Tag Archives: Voila! Theatre Festival 2025

COPLA: A SPANISH CABARET

★★½

Theatro Technis

COPLA: A SPANISH CABARET

Theatro Technis

★★½

“rich in ideas, but its academic form and uneven execution keep it from fully landing”

‘Copla: a Spanish Cabaret’ is a one person love letter to copla music’s chequered history. Originally a subversive genre associated with marginalised Spanish communities, copla was co opted as Francoist propaganda before being reclaimed by drag and progressive artists from the 1980s onwards. After runs at the Edinburgh Fringe and The Other Palace, this show returns for Voila Festival as a celebration of music, culture, queerness, and survival. However, it feels lost in translation, weighed down by a stilted structure, overuse of video, and muddy microphones.

‘Copla: a Spanish Cabaret’ traces the genre’s history through writer and performer Alejandro Postigo’s life, blending autobiography with themes of translation, nationalism, drag artistry, and the lasting impact of Franco’s dictatorship on Spain’s LGBTQIA+ community. It’s a heartfelt ode to copla, queerness and feeling in between.

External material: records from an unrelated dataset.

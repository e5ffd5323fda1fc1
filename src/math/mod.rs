pub mod layout;
pub mod prediction;

pub use layout::Layout;
pub use prediction::Prediction;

Postigo’s inventive script blends music, dialogue and video, confronting controversial issues head on with fearlessness and sharp humour – the hilarious game of ‘Who Wants To Be A Fascist Censorship Officer’ is a particular highlight and showcases Postigo’s crowd working flair. Copla songs are helpfully translated once they’ve been sung in Spanish, making them accessible while preserving their beauty. Video clips skilfully elaborate some points, most movingly Postigo’s 101-year-old grandmother’s ongoing struggle to discuss queerness.

However, the unusual style veers into lecture territory. The show opens with slightly forced audience participation, feeling more TED talk than theatre, though Postigo quickly recovers the energy with rhythmic clapping which moves seamlessly into the first song. At times the show slips into list making, with Postigo’s credentials and exhaustive ‘My Man’ catalogue diverting attention from deeper exploration of copla’s cultural significance. While ‘Copla’ succeeds in introducing the genre to new audiences, musical renditions feel steeped in historical accuracy, missing chances to show more of copla’s evolution and modern relevance. Overall, the core idea is compelling but the delivery feels weighed down by scholarly exactness.

Sergio Maggiolo’s direction features slick use of technology, with video clips whizzing seamlessly between scenes. There are clever mid-scene costume changes which maintain energy and pace. Postigo commands the room with ease, mingling effortlessly with the audience. However, the relatively large space makes an intimate cabaret more challenging, with the central projector forcing performers to extreme sides.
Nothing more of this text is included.